//! Page assembly and the one-shot render handle.
//!
//! [`render_document`] drives the whole pipeline once over a raw document:
//! front matter → properties panel → image rewriting → dialect
//! preprocessing → callouts → base render → post-render enhancement →
//! assembly. [`RenderHandle`] wraps it in an explicit {unrendered, rendered}
//! state machine: the pipeline is not idempotent (re-running it would treat
//! rendered HTML as raw markdown), so re-entry is rejected rather than left
//! to call-site discipline.

use crate::callouts::rewrite_callouts;
use crate::enhance::enhance;
use crate::error::{Diagnostic, ViewError};
use crate::frontmatter;
use crate::images::rewrite_images;
use crate::markdown::MarkdownRender;
use crate::preprocess::preprocess;
use crate::properties::{escape_html, render_properties};
use crate::types::{PageContext, RenderedDocument};

/// A rendered document plus the non-fatal findings collected along the way.
#[derive(Debug, Clone)]
pub struct RenderResult {
    pub doc: RenderedDocument,
    pub diagnostics: Vec<Diagnostic>,
}

/// Run the full pipeline over `source` once.
///
/// This function never panics; malformed dialect syntax passes through to
/// the output as literal text.
pub fn render_document(
    source: &str,
    ctx: &PageContext,
    renderer: &dyn MarkdownRender,
) -> RenderResult {
    let mut diagnostics = Vec::new();

    let normalized = source.replace("\r\n", "\n");

    let (front_matter, body) = frontmatter::extract(&normalized, &mut diagnostics);
    let properties_html = match &front_matter {
        Some(fm) => render_properties(fm),
        None => String::new(),
    };

    let body = rewrite_images(&body, ctx.base_path(), ctx.protocol.is_local());
    let body = preprocess(&body);
    let body = rewrite_callouts(&body, renderer);

    tracing::debug!(bytes = body.len(), "handing body to base renderer");
    let body_html = renderer.render(&body);
    let body_html = enhance(&body_html);

    RenderResult {
        doc: RenderedDocument {
            title: ctx.title(),
            properties_html,
            body_html,
        },
        diagnostics,
    }
}

impl RenderedDocument {
    /// Assemble the final page body: title block, optional properties panel,
    /// body container. The host replaces the page content wholesale with
    /// this markup.
    pub fn to_page_html(&self) -> String {
        format!(
            "<div class=\"md-main-title\">{}</div>{}<div class=\"markdown-preview-view\">{}</div>",
            escape_html(&self.title),
            self.properties_html,
            self.body_html,
        )
    }
}

#[derive(Debug, Clone, Copy, PartialEq, Eq)]
enum RenderState {
    Unrendered,
    Rendered,
}

/// One-shot render gate for a single loaded page.
#[derive(Debug)]
pub struct RenderHandle {
    ctx: PageContext,
    state: RenderState,
}

impl RenderHandle {
    /// Create a handle for a loaded resource. Fails when the resource is not
    /// identified as markdown by content type or extension.
    pub fn new(ctx: PageContext) -> Result<Self, ViewError> {
        if !ctx.is_markdown() {
            tracing::debug!(path = %ctx.path, content_type = ?ctx.content_type, "not a markdown resource");
            return Err(ViewError::NotMarkdown {
                path: ctx.path.clone(),
                content_type: ctx.content_type.clone(),
            });
        }
        Ok(Self {
            ctx,
            state: RenderState::Unrendered,
        })
    }

    pub fn is_rendered(&self) -> bool {
        self.state == RenderState::Rendered
    }

    /// Render `source` exactly once. A missing renderer is fatal (the page
    /// stays unrendered); a second call is rejected.
    pub fn render(
        &mut self,
        source: &str,
        renderer: Option<&dyn MarkdownRender>,
    ) -> Result<RenderResult, ViewError> {
        if self.state == RenderState::Rendered {
            return Err(ViewError::AlreadyRendered);
        }
        let renderer = match renderer {
            Some(r) => r,
            None => {
                tracing::warn!(path = %self.ctx.path, "base markdown renderer unavailable");
                return Err(ViewError::RendererUnavailable);
            }
        };

        let result = render_document(source, &self.ctx, renderer);
        self.state = RenderState::Rendered;
        tracing::debug!(path = %self.ctx.path, title = %result.doc.title, "document rendered");
        Ok(result)
    }
}

/// Stylesheet for the emitted markup. The host appends this to the page
/// head; the pipeline itself never touches the DOM.
pub const VIEWER_CSS: &str = r#"
body {
  background: linear-gradient(135deg, #f8fafc 0%, #f3f0ff 100%);
}
.md-main-title {
  font-family: 'Segoe UI', 'Arial', sans-serif;
  font-size: 2.2em;
  font-weight: bold;
  color: #4c1d95;
  background: #fff;
  box-shadow: 0 2px 16px #7c3aed11;
  border-radius: 12px;
  padding: 1.2em 1.5em 0.8em 1.5em;
  margin: 2em auto 1.5em auto;
  max-width: 900px;
}
.markdown-preview-view {
  font-family: 'Segoe UI', 'Arial', 'Inter', 'Helvetica Neue', sans-serif;
  background: #fff;
  color: #222;
  padding: 2.5em 2em 2em 2em;
  margin: 0 auto 3em auto;
  border-radius: 16px;
  box-shadow: 0 4px 32px #7c3aed0a;
  min-height: 80vh;
  max-width: 900px;
  line-height: 1.7;
  font-size: 1.08em;
}
.markdown-preview-view h1, .markdown-preview-view h2, .markdown-preview-view h3 {
  font-weight: 700;
  color: #4c1d95;
  margin-top: 2em;
  margin-bottom: 0.7em;
}
.markdown-preview-view pre, .markdown-preview-view code {
  background: #f3f0ff;
  color: #3b0764;
  border-radius: 6px;
  padding: 0.2em 0.4em;
}
.markdown-preview-view pre {
  padding: 1em;
  overflow-x: auto;
  margin: 1.5em 0;
}
.markdown-preview-view blockquote {
  border-left: 4px solid #a78bfa;
  background: #f3f0ff;
  color: #4c1d95;
  margin: 1.5em 0;
  padding: 0.7em 1.2em;
  border-radius: 8px;
  font-style: italic;
}
.markdown-preview-view table {
  border-collapse: collapse;
  width: 100%;
  margin: 1.5em 0;
}
.markdown-preview-view th, .markdown-preview-view td {
  border: 1px solid #e5e7eb;
  padding: 0.7em 1.2em;
  text-align: left;
}
.markdown-preview-view img {
  max-width: 100%;
  border-radius: 8px;
  margin: 1.2em 0;
}
.md-img-block {
  margin: 1.2em 0;
}
.markdown-preview-view .callout {
  border-left: 6px solid #7c3aed;
  background: #f6f6ff;
  padding: 1.2em 1.2em 1.2em 1.5em;
  margin: 2em 0;
  border-radius: 10px;
}
.markdown-preview-view .callout-title {
  font-weight: bold;
  color: #7c3aed;
  margin-bottom: 0.5em;
  font-size: 1.08em;
}
.markdown-preview-view .md-tag {
  display: inline-block;
  background: #ede9fe;
  color: #7c3aed;
  border-radius: 6px;
  padding: 0.1em 0.7em;
  margin: 0 0.2em;
  font-size: 0.97em;
  font-weight: 500;
}
.markdown-preview-view .md-highlight {
  background: #fef08a;
  color: #92400e;
  border-radius: 4px;
  padding: 0.1em 0.3em;
}
.markdown-preview-view .md-blockref {
  color: #a21caf;
  background: #f3e8ff;
  border-radius: 4px;
  padding: 0.1em 0.3em;
  font-size: 0.95em;
  margin-left: 0.2em;
}
.md-frontmatter {
  background: #fff;
  box-shadow: 0 2px 16px #7c3aed11;
  border-radius: 12px;
  padding: 1.2em 1.5em;
  margin: 0 auto 2em auto;
  max-width: 900px;
  font-size: 0.98em;
  color: #222;
}
.md-frontmatter-title {
  font-weight: bold;
  color: #7c3aed;
  font-size: 1.1em;
  margin-bottom: 0.7em;
  cursor: pointer;
  user-select: none;
}
.md-frontmatter-table {
  width: 100%;
  border-collapse: collapse;
  margin-top: 0.2em;
}
.md-frontmatter-key {
  color: #7c3aed;
  width: 120px;
  font-weight: 500;
  padding-right: 1em;
}
.md-frontmatter-table td {
  padding: 0.4em 0.7em;
  border-bottom: 1px solid #ede9fe;
}
.md-frontmatter-table tr:last-child td {
  border-bottom: none;
}
.md-frontmatter-collapsed .md-frontmatter-content {
  display: none;
}
.md-frontmatter-toggle {
  font-size: 0.8em;
  margin-left: 0.5em;
}
"#;

#[cfg(test)]
mod tests {
    use super::*;
    use crate::markdown::CmarkRenderer;
    use crate::types::Protocol;
    use pretty_assertions::assert_eq;

    fn ctx(path: &str) -> PageContext {
        PageContext::new(path, Protocol::Https)
    }

    #[test]
    fn handle_rejects_non_markdown() {
        let err = RenderHandle::new(ctx("/index.html")).unwrap_err();
        assert!(matches!(err, ViewError::NotMarkdown { .. }));
    }

    #[test]
    fn handle_rejects_missing_renderer() {
        let mut handle = RenderHandle::new(ctx("/note.md")).unwrap();
        let err = handle.render("# Hi", None).unwrap_err();
        assert!(matches!(err, ViewError::RendererUnavailable));
        // Failure leaves the page unrendered; a retry with a renderer works.
        assert!(!handle.is_rendered());
        assert!(handle.render("# Hi", Some(&CmarkRenderer)).is_ok());
    }

    #[test]
    fn handle_rejects_reentry() {
        let mut handle = RenderHandle::new(ctx("/note.md")).unwrap();
        handle.render("# Hi", Some(&CmarkRenderer)).unwrap();
        assert!(handle.is_rendered());
        let err = handle.render("# Hi", Some(&CmarkRenderer)).unwrap_err();
        assert!(matches!(err, ViewError::AlreadyRendered));
    }

    #[test]
    fn page_html_contains_all_sections() {
        let mut handle = RenderHandle::new(ctx("/vault/My%20Note.md")).unwrap();
        let result = handle
            .render("---\ntitle: X\n---\n# Hi", Some(&CmarkRenderer))
            .unwrap();
        let page = result.doc.to_page_html();
        assert!(page.contains("md-main-title"));
        assert!(page.contains("My Note"));
        assert!(page.contains("md-frontmatter"));
        assert!(page.contains("markdown-preview-view"));
        assert!(page.contains("<h1>Hi</h1>"));
    }

    #[test]
    fn properties_panel_absent_without_front_matter() {
        let result = render_document("# Hi", &ctx("/note.md"), &CmarkRenderer);
        assert_eq!(result.doc.properties_html, "");
        assert!(!result.doc.to_page_html().contains("md-frontmatter"));
    }

    #[test]
    fn crlf_input_is_normalized() {
        let result = render_document(
            "---\r\ntitle: X\r\n---\r\n# Hi\r\n",
            &ctx("/note.md"),
            &CmarkRenderer,
        );
        assert!(result.doc.properties_html.contains("<td>X</td>"));
        assert!(result.doc.body_html.contains("<h1>Hi</h1>"));
    }

    #[test]
    fn viewer_css_covers_emitted_classes() {
        for class in [
            ".md-main-title",
            ".markdown-preview-view",
            ".md-img-block",
            ".callout-title",
            ".md-tag",
            ".md-highlight",
            ".md-blockref",
            ".md-frontmatter-key",
        ] {
            assert!(VIEWER_CSS.contains(class), "missing css for {class}");
        }
    }
}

:::::

TASK STATEMENT: Scan the entries for the string "highlight" and report only how many lines contain it.

EXERCISE RESPONSE: 2